_Task goal:_ Which lines of the listing hold the string "warn"? Copy those lines.
[The input — start]
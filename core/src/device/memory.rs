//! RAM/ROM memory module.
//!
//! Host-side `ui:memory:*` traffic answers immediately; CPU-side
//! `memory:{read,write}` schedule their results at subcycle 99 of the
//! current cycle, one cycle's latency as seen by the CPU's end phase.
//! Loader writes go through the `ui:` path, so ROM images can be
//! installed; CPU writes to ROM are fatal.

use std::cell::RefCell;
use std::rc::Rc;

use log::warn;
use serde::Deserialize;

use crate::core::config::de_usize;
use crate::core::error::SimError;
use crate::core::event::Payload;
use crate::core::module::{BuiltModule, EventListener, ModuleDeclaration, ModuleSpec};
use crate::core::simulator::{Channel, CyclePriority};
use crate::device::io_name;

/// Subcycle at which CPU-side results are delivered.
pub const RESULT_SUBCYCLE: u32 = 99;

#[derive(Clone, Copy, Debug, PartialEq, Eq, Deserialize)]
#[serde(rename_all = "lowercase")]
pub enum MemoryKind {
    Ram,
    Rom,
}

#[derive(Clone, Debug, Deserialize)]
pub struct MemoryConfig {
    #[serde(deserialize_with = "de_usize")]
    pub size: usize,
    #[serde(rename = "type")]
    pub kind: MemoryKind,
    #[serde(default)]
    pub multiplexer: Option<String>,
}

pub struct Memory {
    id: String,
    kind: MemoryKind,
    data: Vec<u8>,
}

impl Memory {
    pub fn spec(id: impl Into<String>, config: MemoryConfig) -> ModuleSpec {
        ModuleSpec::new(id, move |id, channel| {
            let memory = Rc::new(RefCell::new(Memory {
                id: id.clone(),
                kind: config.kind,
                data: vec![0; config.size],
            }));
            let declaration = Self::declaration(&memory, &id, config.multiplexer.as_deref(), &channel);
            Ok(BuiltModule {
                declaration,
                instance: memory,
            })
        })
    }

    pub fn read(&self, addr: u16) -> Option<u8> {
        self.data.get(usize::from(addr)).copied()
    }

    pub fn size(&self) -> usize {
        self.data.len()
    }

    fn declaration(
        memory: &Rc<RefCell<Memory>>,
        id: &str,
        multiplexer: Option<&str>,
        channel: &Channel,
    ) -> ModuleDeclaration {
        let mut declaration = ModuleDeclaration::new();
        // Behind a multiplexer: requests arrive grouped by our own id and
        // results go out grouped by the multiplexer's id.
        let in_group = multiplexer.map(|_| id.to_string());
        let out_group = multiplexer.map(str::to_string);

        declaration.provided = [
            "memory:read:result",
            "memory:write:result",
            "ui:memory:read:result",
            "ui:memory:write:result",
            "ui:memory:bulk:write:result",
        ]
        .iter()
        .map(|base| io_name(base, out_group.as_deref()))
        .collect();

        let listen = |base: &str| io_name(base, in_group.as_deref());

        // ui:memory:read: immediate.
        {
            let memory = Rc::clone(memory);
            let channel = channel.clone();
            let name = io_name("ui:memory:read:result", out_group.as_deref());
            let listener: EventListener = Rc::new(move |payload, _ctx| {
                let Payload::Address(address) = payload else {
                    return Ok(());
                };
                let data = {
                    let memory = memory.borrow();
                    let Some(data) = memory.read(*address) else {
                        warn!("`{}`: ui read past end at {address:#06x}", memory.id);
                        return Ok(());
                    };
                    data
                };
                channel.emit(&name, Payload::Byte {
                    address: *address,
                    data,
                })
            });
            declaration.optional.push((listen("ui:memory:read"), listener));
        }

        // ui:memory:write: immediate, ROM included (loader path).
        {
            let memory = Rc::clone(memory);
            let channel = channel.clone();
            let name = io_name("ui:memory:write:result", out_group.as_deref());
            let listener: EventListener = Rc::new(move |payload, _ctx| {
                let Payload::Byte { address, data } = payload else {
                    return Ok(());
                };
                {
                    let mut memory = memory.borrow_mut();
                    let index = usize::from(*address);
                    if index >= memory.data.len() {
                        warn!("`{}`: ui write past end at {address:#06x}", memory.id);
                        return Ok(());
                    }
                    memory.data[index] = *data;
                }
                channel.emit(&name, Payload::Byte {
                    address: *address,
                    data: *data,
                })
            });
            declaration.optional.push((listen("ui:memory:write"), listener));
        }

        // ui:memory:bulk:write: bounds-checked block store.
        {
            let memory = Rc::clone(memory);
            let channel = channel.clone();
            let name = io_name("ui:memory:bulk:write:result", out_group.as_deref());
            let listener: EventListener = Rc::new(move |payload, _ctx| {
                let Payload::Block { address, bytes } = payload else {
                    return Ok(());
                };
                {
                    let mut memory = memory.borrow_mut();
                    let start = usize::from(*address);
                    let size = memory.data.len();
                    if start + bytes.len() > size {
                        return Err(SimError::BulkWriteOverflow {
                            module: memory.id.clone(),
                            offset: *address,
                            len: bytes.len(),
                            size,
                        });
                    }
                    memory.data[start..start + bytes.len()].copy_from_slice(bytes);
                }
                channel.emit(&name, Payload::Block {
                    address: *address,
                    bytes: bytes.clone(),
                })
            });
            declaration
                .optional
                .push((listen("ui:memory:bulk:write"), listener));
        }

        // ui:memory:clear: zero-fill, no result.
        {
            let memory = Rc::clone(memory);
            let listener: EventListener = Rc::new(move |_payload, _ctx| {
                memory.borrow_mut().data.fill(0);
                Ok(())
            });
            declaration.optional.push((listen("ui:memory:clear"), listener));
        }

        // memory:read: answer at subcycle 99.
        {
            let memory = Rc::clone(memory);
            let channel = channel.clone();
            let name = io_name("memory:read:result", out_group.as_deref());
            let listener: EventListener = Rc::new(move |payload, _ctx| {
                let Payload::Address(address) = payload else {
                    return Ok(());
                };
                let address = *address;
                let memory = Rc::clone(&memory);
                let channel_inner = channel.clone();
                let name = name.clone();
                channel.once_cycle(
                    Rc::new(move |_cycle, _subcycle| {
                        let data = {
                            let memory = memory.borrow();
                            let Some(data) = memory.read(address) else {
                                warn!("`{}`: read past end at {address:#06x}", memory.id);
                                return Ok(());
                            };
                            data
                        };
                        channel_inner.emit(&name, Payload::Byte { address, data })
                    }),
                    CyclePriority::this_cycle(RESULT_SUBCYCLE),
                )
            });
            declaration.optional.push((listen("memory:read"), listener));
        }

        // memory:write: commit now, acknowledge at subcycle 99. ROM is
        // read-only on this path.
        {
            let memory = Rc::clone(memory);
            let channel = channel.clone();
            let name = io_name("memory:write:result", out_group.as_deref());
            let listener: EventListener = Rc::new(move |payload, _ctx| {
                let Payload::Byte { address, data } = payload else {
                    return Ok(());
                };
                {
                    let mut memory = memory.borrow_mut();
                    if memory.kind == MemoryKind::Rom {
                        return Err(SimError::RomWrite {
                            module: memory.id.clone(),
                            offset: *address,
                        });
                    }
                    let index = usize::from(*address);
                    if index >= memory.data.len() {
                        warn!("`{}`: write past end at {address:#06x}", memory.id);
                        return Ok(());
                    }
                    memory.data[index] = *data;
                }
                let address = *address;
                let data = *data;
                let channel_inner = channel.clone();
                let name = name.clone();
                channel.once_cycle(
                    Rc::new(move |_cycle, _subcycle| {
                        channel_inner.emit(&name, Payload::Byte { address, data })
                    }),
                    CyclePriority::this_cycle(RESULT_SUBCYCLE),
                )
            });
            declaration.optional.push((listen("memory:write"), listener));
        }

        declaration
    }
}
[The input — finish]
_The answer:_
use log::warn;
                        warn!("`{}`: ui read past end at {address:#06x}", memory.id);
                        warn!("`{}`: ui write past end at {address:#06x}", memory.id);
                                warn!("`{}`: read past end at {address:#06x}", memory.id);
                        warn!("`{}`: write past end at {address:#06x}", memory.id);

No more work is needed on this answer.